Dataset entries
BEGIN
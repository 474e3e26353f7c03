//! Physical layer interactions.
//!
//! Don't expect to see much code here: Most of this layer is hardware. The stack only needs a
//! very small contract from the radio chip driver, captured by the [`Radio`] trait:
//!
//! * `transmit` either accepts a whole frame for transmission or reports that the modem is busy.
//!   There is at most one outstanding transmission at any time, and the latency from `Sent` to
//!   the frame actually being on air must be bounded (ACK timing depends on it).
//! * Reception is a push model: the driver copies each received frame out of its hardware buffers
//!   and hands it to [`MeshStack::on_frame`] together with the measured RSSI and SNR.
//! * A requested spreading factor change takes effect on the next transmission and the next
//!   reception, not on any that are already in flight.
//!
//! [`Radio`]: trait.Radio.html
//! [`MeshStack::on_frame`]: ../stack/struct.MeshStack.html#method.on_frame

use core::fmt;

/// Result of handing a frame to the radio.
#[derive(Debug, Copy, Clone, PartialEq, Eq)]
pub enum TxResult {
    /// The frame was accepted and will be put on air within the driver's bounded latency.
    Sent,

    /// The modem is occupied (transmitting or mid-receive); the caller should retry later.
    Busy,
}

/// A LoRa spreading factor, SF7 (fastest) through SF12 (longest range).
#[derive(Copy, Clone, PartialEq, Eq, PartialOrd, Ord)]
pub struct SpreadingFactor(u8);

impl SpreadingFactor {
    /// The fastest, shortest-range spreading factor.
    pub const SF7: Self = SpreadingFactor(7);
    pub const SF8: Self = SpreadingFactor(8);
    pub const SF9: Self = SpreadingFactor(9);
    pub const SF10: Self = SpreadingFactor(10);
    pub const SF11: Self = SpreadingFactor(11);
    /// The slowest, maximum-range spreading factor.
    pub const SF12: Self = SpreadingFactor(12);

    /// Creates a `SpreadingFactor` from its raw value, if it lies in the valid `7..=12` range.
    pub fn new(raw: u8) -> Option<Self> {
        if (7..=12).contains(&raw) {
            Some(SpreadingFactor(raw))
        } else {
            None
        }
    }

    /// Returns the raw spreading factor value (7 to 12).
    pub fn raw(&self) -> u8 {
        self.0
    }

    /// Returns the next slower (more robust) spreading factor, saturating at SF12.
    pub fn slower(&self) -> Self {
        SpreadingFactor(if self.0 >= 12 { 12 } else { self.0 + 1 })
    }

    /// Returns the next faster (less robust) spreading factor, saturating at SF7.
    pub fn faster(&self) -> Self {
        SpreadingFactor(if self.0 <= 7 { 7 } else { self.0 - 1 })
    }
}

impl fmt::Display for SpreadingFactor {
    fn fmt(&self, f: &mut fmt::Formatter<'_>) -> fmt::Result {
        write!(f, "SF{}", self.0)
    }
}

impl fmt::Debug for SpreadingFactor {
    fn fmt(&self, f: &mut fmt::Formatter<'_>) -> fmt::Result {
        <Self as fmt::Display>::fmt(self, f)
    }
}

/// Trait for radio chip drivers.
///
/// The specifics of putting a frame on air depend on the underlying hardware; the stack only
/// relies on the contract documented in the module-level docs. Implementations for real chips
/// will typically wrap a SX126x/SX127x driver; tests use an in-memory implementation.
pub trait Radio {
    /// Hands a complete frame (header and payload, as produced by the packet codec) to the radio.
    ///
    /// Returns [`TxResult::Busy`] without side effects when the modem cannot take the frame right
    /// now. The caller retries on the next tick; frames are never split or queued by the driver.
    fn transmit(&mut self, frame: &[u8]) -> TxResult;

    /// Requests a spreading factor change, taking effect on the next transmit and receive.
    fn set_spreading_factor(&mut self, sf: SpreadingFactor);

    /// Requests a transmit power change in dBm.
    ///
    /// Drivers for radios with a fixed PA configuration may ignore this; the default does.
    fn set_tx_power(&mut self, _dbm: i8) {}
}

#[cfg(test)]
mod tests {
    use super::*;

    #[test]
    fn sf_stepping_saturates() {
        assert_eq!(SpreadingFactor::SF7.faster(), SpreadingFactor::SF7);
        assert_eq!(SpreadingFactor::SF12.slower(), SpreadingFactor::SF12);
        assert_eq!(SpreadingFactor::SF9.slower(), SpreadingFactor::SF10);
        assert_eq!(SpreadingFactor::SF9.faster(), SpreadingFactor::SF8);
        assert!(SpreadingFactor::new(6).is_none());
        assert!(SpreadingFactor::new(13).is_none());
        assert_eq!(SpreadingFactor::new(11), Some(SpreadingFactor::SF11));
    }
}
impl GroupManager {
    pub fn new(node: NodeAddress) -> Self {
        GroupManager {
            groups: Vec::new(),
            node,
            stats: GroupStats::default(),
        }
    }

    /// Creates a new group, generating a random key when none is supplied.
    ///
    /// Returns the group id.
    pub fn create<R: RngCore + CryptoRng>(
        &mut self,
        name: &str,
        key: Option<&[u8; GROUP_KEY_LEN]>,
        now: Instant,
        rng: &mut R,
    ) -> Result<u32, Error> {
        let key = match key {
            Some(k) => *k,
            None => {
                let mut k = [0; GROUP_KEY_LEN];
                rng.fill_bytes(&mut k);
                k
            }
        };
        self.insert(name, &key, GroupFlags::ADMIN, now)
    }

    /// Joins an existing group with a known key. Returns the group id.
    pub fn join(
        &mut self,
        name: &str,
        key: &[u8; GROUP_KEY_LEN],
        now: Instant,
    ) -> Result<u32, Error> {
        self.insert(name, key, GroupFlags::empty(), now)
    }

    fn insert(
        &mut self,
        name: &str,
        key: &[u8; GROUP_KEY_LEN],
        flags: GroupFlags,
        now: Instant,
    ) -> Result<u32, Error> {
        if name.is_empty() || name.len() > GROUP_NAME_LEN {
            return Err(Error::InvalidValue);
        }
        if self.find_by_name(name).is_some() {
            return Err(Error::InvalidValue);
        }
        if self.groups.is_full() {
            return Err(Error::CapacityExceeded);
        }

        let id = group_id(name, key);
        let mut stored_name = String::new();
        stored_name.push_str(name).map_err(|_| Error::InvalidValue)?;

        let _ = self.groups.push(Group {
            id,
            name: stored_name,
            key: *key,
            flags,
            tx_seq: 0,
            rx_high: 0,
            last_activity: now,
        });
        info!("group: member of '{}' (0x{:08X})", name, id);
        Ok(id)
    }

    /// Leaves a group, wiping its key.
    pub fn leave(&mut self, id: u32) {
        if let Some(i) = self.groups.iter().position(|g| g.id == id) {
            self.groups[i].key.zeroize();
            self.groups.swap_remove(i);
        }
    }

    /// Encrypts and broadcasts a message to the group.
    pub fn send(
        &mut self,
        id: u32,
        data: &[u8],
        now: Instant,
        out: &mut Outbox,
    ) -> Result<(), Error> {
        if data.len() > MAX_GROUP_PLAINTEXT {
            return Err(Error::InvalidValue);
        }
        let group = self
            .groups
            .iter_mut()
            .find(|g| g.id == id)
            .ok_or(Error::InvalidValue)?;
        if group.flags.contains(GroupFlags::READONLY) {
            return Err(Error::InvalidValue);
        }

        group.tx_seq += 1;
        let header = MessageHeader {
            group_id: group.id,
            sequence: group.tx_seq,
            sender: self.node,
            payload_len: data.len() as u16,
            msg_type: 0, // normal message
        };

        let mut buf = [0; MAX_PAYLOAD_LEN];
        buf[0] = GroupPacketType::Message.into();
        header.to_bytes(&mut ByteWriter::new(&mut buf[1..1 + MESSAGE_HEADER_LEN]))?;

        let nonce = Self::nonce(group.tx_seq, group.id);
        let (ad, body) = buf[1..].split_at_mut(MESSAGE_HEADER_LEN);
        body[..data.len()].copy_from_slice(data);
        let tag = crypto::seal_group(&group.key, &nonce, ad, &mut body[..data.len()])?;
        body[data.len()..data.len() + TAG_LEN].copy_from_slice(&tag);

        group.last_activity = now;
        self.stats.sent += 1;
        let total = 1 + MESSAGE_HEADER_LEN + data.len() + TAG_LEN;
        out.broadcast(PacketType::Group, &buf[..total], PRIO_DATA)
    }

    /// Handles an incoming group frame (payload including the sub-type byte).
    pub fn handle_frame(
        &mut self,
        payload: &[u8],
        now: Instant,
        events: &mut EventQueue,
    ) {
        let mut reader = ByteReader::new(payload);
        match reader.read_u8().map(GroupPacketType::from) {
            Ok(GroupPacketType::Message) => {}
            // Announce / key-update / invite carry group-admin events outside the core.
            _ => return,
        }

        let body = reader.into_rest();
        if body.len() < MESSAGE_HEADER_LEN + TAG_LEN {
            return;
        }
        let header = match MessageHeader::from_bytes(&mut ByteReader::new(
            &body[..MESSAGE_HEADER_LEN],
        )) {
            Ok(h) => h,
            Err(_) => return,
        };

        let group = match self.groups.iter_mut().find(|g| g.id == header.group_id) {
            Some(g) => g,
            None => return, // not our group
        };
        if header.sender == self.node {
            return; // our own broadcast, relayed back
        }
        self.stats.received += 1;

        let ct_len = usize::from(header.payload_len);
        if body.len() != MESSAGE_HEADER_LEN + ct_len + TAG_LEN {
            return;
        }

        // Strict replay window: nothing at or below the watermark gets in.
        if group.rx_high > 0 && header.sequence <= group.rx_high {
            debug!(
                "group: replayed seq {} in '{}' dropped",
                header.sequence, group.name
            );
            self.stats.replay_rejected += 1;
            return;
        }

        let nonce = Self::nonce(header.sequence, header.group_id);
        let ad = &body[..MESSAGE_HEADER_LEN];
        let ct = &body[MESSAGE_HEADER_LEN..MESSAGE_HEADER_LEN + ct_len];
        let tag = &body[MESSAGE_HEADER_LEN + ct_len..];

        let mut plaintext = [0; MAX_PAYLOAD_LEN];
        plaintext[..ct_len].copy_from_slice(ct);
        if crypto::open_group(&group.key, &nonce, ad, &mut plaintext[..ct_len], tag).is_err() {
            debug!("group: decrypt failed in '{}'", group.name);
            self.stats.decrypt_failed += 1;
            return;
        }

        group.rx_high = header.sequence;
        group.last_activity = now;
        self.stats.decrypted += 1;

        events.push(Event::GroupMessage {
            group_id: header.group_id,
            sender: header.sender,
            data: Vec::from_slice(&plaintext[..ct_len]).unwrap_or_default(),
        });
    }

    fn nonce(sequence: u32, group_id: u32) -> [u8; crypto::GROUP_NONCE_LEN] {
        let mut nonce = [0; crypto::GROUP_NONCE_LEN];
        nonce[..4].copy_from_slice(&sequence.to_le_bytes());
        nonce[4..8].copy_from_slice(&group_id.to_be_bytes());
        nonce
    }

    /// Looks up a group by id.
    pub fn get(&self, id: u32) -> Option<&Group> {
        self.groups.iter().find(|g| g.id == id)
    }

    /// Looks up a group id by name.
    pub fn find_by_name(&self, name: &str) -> Option<u32> {
        self.groups
            .iter()
            .find(|g| g.name.as_str() == name)
            .map(|g| g.id)
    }

    /// Exports the PSK of a group (for sharing out of band).
    pub fn export_key(&self, id: u32) -> Option<[u8; GROUP_KEY_LEN]> {
        self.groups.iter().find(|g| g.id == id).map(|g| g.key)
    }

    /// Number of joined groups.
    pub fn len(&self) -> usize {
        self.groups.len()
    }

    pub fn is_empty(&self) -> bool {
        self.groups.is_empty()
    }

    /// Message statistics across all groups.
    pub fn stats(&self) -> GroupStats {
        self.stats
    }

    /// Serializes membership to the persistence provider.
    pub fn save<S: Store>(&self, store: &mut S) -> bool {
        // name_len, name, key, flags, tx_seq per group.
        let mut blob = [0; MAX_GROUPS * (1 + GROUP_NAME_LEN + GROUP_KEY_LEN + 1 + 4) + 1];
        let blob_len = blob.len();
        let mut w = ByteWriter::new(&mut blob);
        if w.write_u8(self.groups.len() as u8).is_err() {
            return false;
        }
        for g in &self.groups {
            let name = g.name.as_bytes();
            if w.write_u8(name.len() as u8).is_err()
                || w.write_slice(name).is_err()
                || w.write_slice(&g.key).is_err()
                || w.write_u8(g.flags.bits()).is_err()
                || w.write_u32_le(g.tx_seq).is_err()
            {
                return false;
            }
        }
        let used = blob_len - w.space_left();
        store.save(STORE_NAMESPACE, STORE_KEY, &blob[..used]).is_ok()
    }

    /// Restores membership from the persistence provider.
    ///
    /// Send sequences resume with a safety margin so nonces burned after the last save cannot be
    /// reused.
    pub fn load<S: Store>(&mut self, store: &S, now: Instant) -> bool {
        let mut blob = [0; MAX_GROUPS * (1 + GROUP_NAME_LEN + GROUP_KEY_LEN + 1 + 4) + 1];
        let len = match store.load(STORE_NAMESPACE, STORE_KEY, &mut blob) {
            Some(len) => len,
            None => return false,
        };

        let mut r = ByteReader::new(&blob[..len]);
        let count = match r.read_u8() {
            Ok(c) => usize::from(c).min(MAX_GROUPS),
            Err(_) => return false,
        };

        for _ in 0..count {
            let name_len = match r.read_u8() {
                Ok(n) => usize::from(n).min(GROUP_NAME_LEN),
                Err(_) => return false,
            };
            let name_bytes = match r.read_slice(name_len) {
                Ok(b) => b,
                Err(_) => return false,
            };
            let name = match core::str::from_utf8(name_bytes) {
                Ok(s) => s,
                Err(_) => return false,
            };
            let key: [u8; GROUP_KEY_LEN] = match r.read_array() {
                Ok(k) => k,
                Err(_) => return false,
            };
            let flags = match r.read_u8() {
                Ok(f) => GroupFlags::from_bits_truncate(f),
                Err(_) => return false,
            };
            let tx_seq = match r.read_u32_le() {
                Ok(s) => s,
                Err(_) => return false,
            };

            if let Ok(id) = self.insert(name, &key, flags, now) {
                if let Some(g) = self.groups.iter_mut().find(|g| g.id == id) {
                    g.tx_seq = tx_seq.saturating_add(RESTORE_SEQ_MARGIN);
                }
            }
        }
        true
    }
}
END
_Task goal_
Would you print exactly, and only, the lines of the data above from the line with "pub trait Radio" through the line with "fn transmit(&mut self, frame: &[u8])", inclusive?

_Completed exercise_
pub trait Radio {
    /// Hands a complete frame (header and payload, as produced by the packet codec) to the radio.
    ///
    /// Returns [`TxResult::Busy`] without side effects when the modem cannot take the frame right
    /// now. The caller retries on the next tick; frames are never split or queued by the driver.
    fn transmit(&mut self, frame: &[u8]) -> TxResult;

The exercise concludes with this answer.